[comp.lang.c] Another s*y question

daveb@gonzo.UUCP (Dave Brower) (04/30/89)

Looking into this, I discovered at least one counter-intuitive result,
so this might be worth reading even if you've grown tired of the thread.

In article <1266@l.cc.purdue.edu> cik@l.cc.purdue.edu (Herman Rubin) writes:
>Now suppose I am doing some serious array operations, and I have to know
>whether one array buffer is longer than another.  The elements are of type
>long.  Do I have to do this multiplying and dividing by 4 all the time?
>Another example of "user-friendly" which turns out to be "user-inimical."

Many people have jumped on this, but it does point to one of the
fundamental C mind sets, which turns out to have some exceptions:

	"For heavy array operations, it is usually faster to
	use pointers than array indexing."
			- me.

That is because the scaling operation is only done once, when the
pointer is incremented, rather than at each reference to the
array[index].  Specifically, where a and b are arrays of non-char types:

	for( ap = a, bp = b; i--;  ) /* even I will use a comma op here! */
		*ap++ = *bp++;

Is likely to be noticably faster than the functionally equivalent:

	while( i-- )
		a[i] = b[i];

While a hyper-optimising compiler _might_ manage to write code with
equivalent performance, we all believe that to rarely be the case.

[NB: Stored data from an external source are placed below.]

use std::fmt;

use chrono::{DateTime, Utc};
use rust_decimal::Decimal;
use serde::{Deserialize, Serialize};

/// Sequential identifier handed out by the client registry, starting at 1.
#[derive(Debug, Clone, Copy, PartialEq, Eq, PartialOrd, Ord, Hash, Serialize, Deserialize)]
#[serde(transparent)]
pub struct ClientId(pub u64);

impl fmt::Display for ClientId {
    fn fmt(&self, f: &mut fmt::Formatter<'_>) -> fmt::Result {
        write!(f, "{}", self.0)
    }
}

/// Card tiers offered by the service, ordered from entry level to premium.
#[derive(Debug, Clone, Copy, PartialEq, Eq, Hash, Serialize, Deserialize)]
#[serde(rename_all = "lowercase")]
pub enum CardType {
    Classic,
    Gold,
    Platinum,
    Black,
    White,
}

impl CardType {
    /// Case-insensitive parse of a requested tier. Unknown names yield `None`.
    pub fn parse(raw: &str) -> Option<Self> {
        match raw.trim().to_lowercase().as_str() {
            "classic" => Some(Self::Classic),
            "gold" => Some(Self::Gold),
            "platinum" => Some(Self::Platinum),
            "black" => Some(Self::Black),
            "white" => Some(Self::White),
            _ => None,
        }
    }

    pub const fn label(self) -> &'static str {
        match self {
            CardType::Classic => "Classic",
            CardType::Gold => "Gold",
            CardType::Platinum => "Platinum",
            CardType::Black => "Black",
            CardType::White => "White",
        }
    }

    /// Black and White cards carry the geographic restrictions.
    pub const fn is_premium(self) -> bool {
        matches!(self, CardType::Black | CardType::White)
    }
}

impl fmt::Display for CardType {
    fn fmt(&self, f: &mut fmt::Formatter<'_>) -> fmt::Result {
        f.write_str(self.label())
    }
}

/// Lowercased comparison key for free-text country names.
#[derive(Debug, Clone, PartialEq, Eq, Hash)]
pub struct CountryKey(String);

impl CountryKey {
    pub fn new(country: &str) -> Self {
        Self(country.trim().to_lowercase())
    }

    pub fn as_str(&self) -> &str {
        &self.0
    }
}

/// Countries from which Black/White cardholders may neither register nor transact.
#[derive(Debug, Clone, PartialEq, Eq)]
pub struct RestrictedCountries {
    names: Vec<String>,
    keys: Vec<CountryKey>,
}

impl RestrictedCountries {
    pub fn new<I, S>(names: I) -> Self
    where
        I: IntoIterator<Item = S>,
        S: Into<String>,
    {
        let names: Vec<String> = names.into_iter().map(Into::into).collect();
        let keys = names.iter().map(|name| CountryKey::new(name)).collect();
        Self { names, keys }
    }

    pub fn contains(&self, country: &CountryKey) -> bool {
        self.keys.iter().any(|key| key == country)
    }

    pub fn names(&self) -> &[String] {
        &self.names
    }
}

impl Default for RestrictedCountries {
    fn default() -> Self {
        Self::new(["China", "Vietnam", "India", "Irán", "Iran"])
    }
}

/// A registered cardholder. Never mutated once stored.
#[derive(Debug, Clone, PartialEq, Serialize, Deserialize)]
#[serde(rename_all = "camelCase")]
pub struct Client {
    #[serde(rename = "clientId")]
    pub id: ClientId,
    pub name: String,
    pub country: String,
    #[serde(with = "rust_decimal::serde::float")]
    pub monthly_income: Decimal,
    pub vise_club: bool,
    pub card_type: CardType,
    pub created_at: DateTime<Utc>,
}

impl Client {
    pub fn country_key(&self) -> CountryKey {
        CountryKey::new(&self.country)
    }

    pub fn registration_view(&self) -> RegistrationView {
        RegistrationView {
            client_id: self.id,
            name: self.name.clone(),
            card_type: self.card_type,
            status: "Registered",
            message: format!("Client eligible for a {} card", self.card_type),
        }
    }
}

/// Attributes of a client that passed validation and eligibility, awaiting an id.
#[derive(Debug, Clone, PartialEq)]
pub struct NewClient {
    pub name: String,
    pub country: String,
    pub monthly_income: Decimal,
    pub vise_club: bool,
    pub card_type: CardType,
    pub created_at: DateTime<Utc>,
}

impl NewClient {
    pub fn into_client(self, id: ClientId) -> Client {
        Client {
            id,
            name: self.name,
            country: self.country,
            monthly_income: self.monthly_income,
            vise_club: self.vise_club,
            card_type: self.card_type,
            created_at: self.created_at,
        }
    }
}

/// Raw registration payload; every field is optional until validated.
#[derive(Debug, Clone, Default, PartialEq, Deserialize)]
#[serde(rename_all = "camelCase")]
pub struct RegistrationSubmission {
    #[serde(default)]
    pub name: Option<String>,
    #[serde(default)]
    pub country: Option<String>,
    #[serde(default, with = "rust_decimal::serde::float_option")]
    pub monthly_income: Option<Decimal>,
    #[serde(default)]
    pub vise_club: Option<bool>,
    #[serde(default)]
    pub card_type: Option<String>,
}

/// Registration payload with every required field present.
#[derive(Debug, Clone, PartialEq)]
pub struct RegistrationRequest {
    pub name: String,
    pub country: String,
    pub monthly_income: Decimal,
    pub vise_club: bool,
    pub card_type: String,
}

/// Raw purchase payload; every field is optional until validated.
#[derive(Debug, Clone, Default, PartialEq, Deserialize)]
#[serde(rename_all = "camelCase")]
pub struct PurchaseSubmission {
    #[serde(default)]
    pub client_id: Option<u64>,
    #[serde(default, with = "rust_decimal::serde::float_option")]
    pub amount: Option<Decimal>,
    #[serde(default)]
    pub currency: Option<String>,
    #[serde(default)]
    pub purchase_date: Option<String>,
    #[serde(default)]
    pub purchase_country: Option<String>,
}

/// Purchase payload with every required field present and the date resolved to UTC.
#[derive(Debug, Clone, PartialEq)]
pub struct PurchaseRequest {
    pub client_id: ClientId,
    pub amount: Decimal,
    pub currency: String,
    pub purchase_date: String,
    pub purchased_at: DateTime<Utc>,
    pub purchase_country: String,
}

/// Transient result of an approved purchase. Returned and logged, never stored.
#[derive(Debug, Clone, PartialEq, Serialize)]
#[serde(rename_all = "camelCase")]
pub struct PurchaseRecord {
    pub client_id: ClientId,
    #[serde(with = "rust_decimal::serde::float")]
    pub original_amount: Decimal,
    #[serde(with = "rust_decimal::serde::float")]
    pub discount_applied: Decimal,
    #[serde(with = "rust_decimal::serde::float")]
    pub final_amount: Decimal,
    pub benefit: String,
    pub currency: String,
    pub purchase_date: String,
    pub purchase_country: String,
    pub processed_at: DateTime<Utc>,
}

/// Response body for a successful registration.
#[derive(Debug, Clone, PartialEq, Serialize)]
#[serde(rename_all = "camelCase")]
pub struct RegistrationView {
    pub client_id: ClientId,
    pub name: String,
    pub card_type: CardType,
    pub status: &'static str,
    pub message: String,
}
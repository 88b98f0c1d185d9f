use crate::demo::{run_demo, DemoArgs};
use crate::server;
use clap::{Args, Parser, Subcommand};
use vise::error::AppError;

#[derive(Parser, Debug)]
#[command(
    name = "VISE API",
    about = "Register clients for VISE cards and price their purchases",
    version
)]
struct Cli {
    #[command(subcommand)]
    command: Option<Command>,
}

#[derive(Subcommand, Debug)]
enum Command {
    /// Start the HTTP service (default command)
    Serve(ServeArgs),
    /// Walk sample registrations and purchases through the card rules
    Demo(DemoArgs),
}

#[derive(Args, Debug, Default)]
pub(crate) struct ServeArgs {
    /// Override the configured host for the HTTP server
    #[arg(long)]
    pub(crate) host: Option<String>,
    /// Override the configured port for the HTTP server
    #[arg(long)]
    pub(crate) port: Option<u16>,
}

pub(crate) async fn run() -> Result<(), AppError> {
    let cli = Cli::parse();
    let command = cli
        .command
        .unwrap_or_else(|| Command::Serve(ServeArgs::default()));

    match command {
        Command::Serve(args) => server::run(args).await,
        Command::Demo(args) => run_demo(args),
    }
}
use rust_decimal::{Decimal, RoundingStrategy};

/// Amounts derived from a discount percentage, rounded half-up at the cent.
#[derive(Debug, Clone, Copy, PartialEq, Eq)]
pub struct PricedPurchase {
    pub discount_applied: Decimal,
    pub final_amount: Decimal,
}

/// Returns `None` when the amount is too large to price without overflow.
pub fn price_purchase(amount: Decimal, percent: u8) -> Option<PricedPurchase> {
    let discount_applied = amount
        .checked_mul(Decimal::from(percent))?
        .checked_div(Decimal::ONE_HUNDRED)
        .map(to_cents)?;
    let final_amount = amount.checked_sub(discount_applied).map(to_cents)?;
    Some(PricedPurchase {
        discount_applied,
        final_amount,
    })
}

pub fn benefit_label(percent: u8) -> String {
    if percent > 0 {
        format!("Discount {percent}%")
    } else {
        "No applicable benefit".to_string()
    }
}

fn to_cents(value: Decimal) -> Decimal {
    value.round_dp_with_strategy(2, RoundingStrategy::MidpointAwayFromZero)
}
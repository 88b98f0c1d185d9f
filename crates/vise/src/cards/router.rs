use std::sync::Arc;

use axum::{
    extract::{rejection::JsonRejection, State},
    http::StatusCode,
    response::{IntoResponse, Response},
    routing::{get, post},
    Json, Router,
};
use serde_json::json;

use super::domain::{PurchaseSubmission, RegistrationSubmission};
use super::events::EventSink;
use super::registry::ClientRegistry;
use super::service::{CardService, CardServiceError};
use super::validation::ValidationError;

/// Router builder exposing registration, purchase, and listing endpoints.
pub fn card_router<R, E>(service: Arc<CardService<R, E>>) -> Router
where
    R: ClientRegistry + 'static,
    E: EventSink + 'static,
{
    Router::new()
        .route("/client", post(register_handler::<R, E>))
        .route("/purchase", post(purchase_handler::<R, E>))
        .route("/clients", get(clients_handler::<R, E>))
        .with_state(service)
}

pub(crate) async fn register_handler<R, E>(
    State(service): State<Arc<CardService<R, E>>>,
    payload: Result<Json<RegistrationSubmission>, JsonRejection>,
) -> Response
where
    R: ClientRegistry + 'static,
    E: EventSink + 'static,
{
    let result = payload
        .map_err(malformed_body)
        .and_then(|Json(submission)| service.register_client(submission));

    match result {
        Ok(client) => (StatusCode::OK, Json(client.registration_view())).into_response(),
        Err(err) => error_response(err),
    }
}

pub(crate) async fn purchase_handler<R, E>(
    State(service): State<Arc<CardService<R, E>>>,
    payload: Result<Json<PurchaseSubmission>, JsonRejection>,
) -> Response
where
    R: ClientRegistry + 'static,
    E: EventSink + 'static,
{
    let result = payload
        .map_err(malformed_body)
        .and_then(|Json(submission)| service.process_purchase(submission));

    match result {
        Ok(purchase) => {
            let payload = json!({
                "status": "Approved",
                "purchase": purchase,
            });
            (StatusCode::OK, Json(payload)).into_response()
        }
        Err(err) => error_response(err),
    }
}

pub(crate) async fn clients_handler<R, E>(
    State(service): State<Arc<CardService<R, E>>>,
) -> Response
where
    R: ClientRegistry + 'static,
    E: EventSink + 'static,
{
    match service.clients() {
        Ok(clients) => {
            let payload = json!({
                "total": clients.len(),
                "clients": clients,
            });
            (StatusCode::OK, Json(payload)).into_response()
        }
        Err(err) => error_response(err),
    }
}

fn malformed_body(rejection: JsonRejection) -> CardServiceError {
    CardServiceError::Validation(ValidationError::MalformedBody(rejection.body_text()))
}

fn error_response(err: CardServiceError) -> Response {
    let status = match &err {
        CardServiceError::Validation(_) | CardServiceError::Ineligible(_) => {
            StatusCode::BAD_REQUEST
        }
        CardServiceError::ClientNotFound(_) => StatusCode::NOT_FOUND,
        CardServiceError::CountryRestricted { .. } => StatusCode::FORBIDDEN,
        CardServiceError::Registry(_) => {
            let payload = json!({
                "status": "Error",
                "error": "internal error",
            });
            return (StatusCode::INTERNAL_SERVER_ERROR, Json(payload)).into_response();
        }
    };

    let payload = json!({
        "status": "Rejected",
        "error": err.to_string(),
    });
    (status, Json(payload)).into_response()
}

Now, when looking into this, I wrote some test programs just to make
sure I wasn't lying.  These were compiled with gcc 1.34 -O, the most
optimising compiler I have handy.

	# define LEN 10
	int a[LEN], b[LEN];
	void f1()
	{
		register int i = LEN;
		register int *ap, *bp;
		for( ap = a, bp = b; i--; )
			*ap++ = *bp++;
	}
	void f2()
	{
		register int i = LEN;
		while( i-- )
			a[i] = b[i];
	}

The scaling operation done in the loop costs two extra instructions. 

    pointer:
	L%5:			<< one instruction loop body
		mov.l (%a0)+,(%a1)+	<< move word + bump pointers
	L%2:
		dbra %d0,L%5

    array:
	L%9:			<< three instruction loop body
		mov.l %d1,%d0			<< grab index
		asl.l &2,%d0			<< scale
		mov.l (%a0,%d0.l),(%a1,%d0.l)	<< then move word
	L%7:
		dbra %d1,L%9

What came as a surprise to me was that pointer operations may NOT
be faster than arrays for use with char types.  Changing the int arrays
to char arrays gives the following single instructions for the loop body.

   pointer:
		mov.b (%a0)+,(%a1)+

   array:
		mov.b (%a0,%d0.l),(%a1,%d0.l)

No scaling is involved, so it comes down to the price of using an
indexed move vs. an unindexed move with two pointer increments.  This is
heaviliy in the realm of architecture and hardware implementation.  One
can imagine machines where pointers are faster, and others where the
reverse was true.

Thus, the maxim becomes modified:

	"For heavy array operations, it is usually faster to
	use pointers than array indexing.

	"If you are really trying to squeeze out the last cycle,
	you ought to try it both ways and measure the result because
	what is good on Brand X may be bad on Brand Y."

			- me.

Few really large programs will be affected by this sort of thing.
Clarity of expression may make arrays preferable, particularly if a
published algorithm you are stealing is written that way.  Given a large
enough search space, a poorly written hash or tree will still be a lot
faster than a great register pointer based linear search.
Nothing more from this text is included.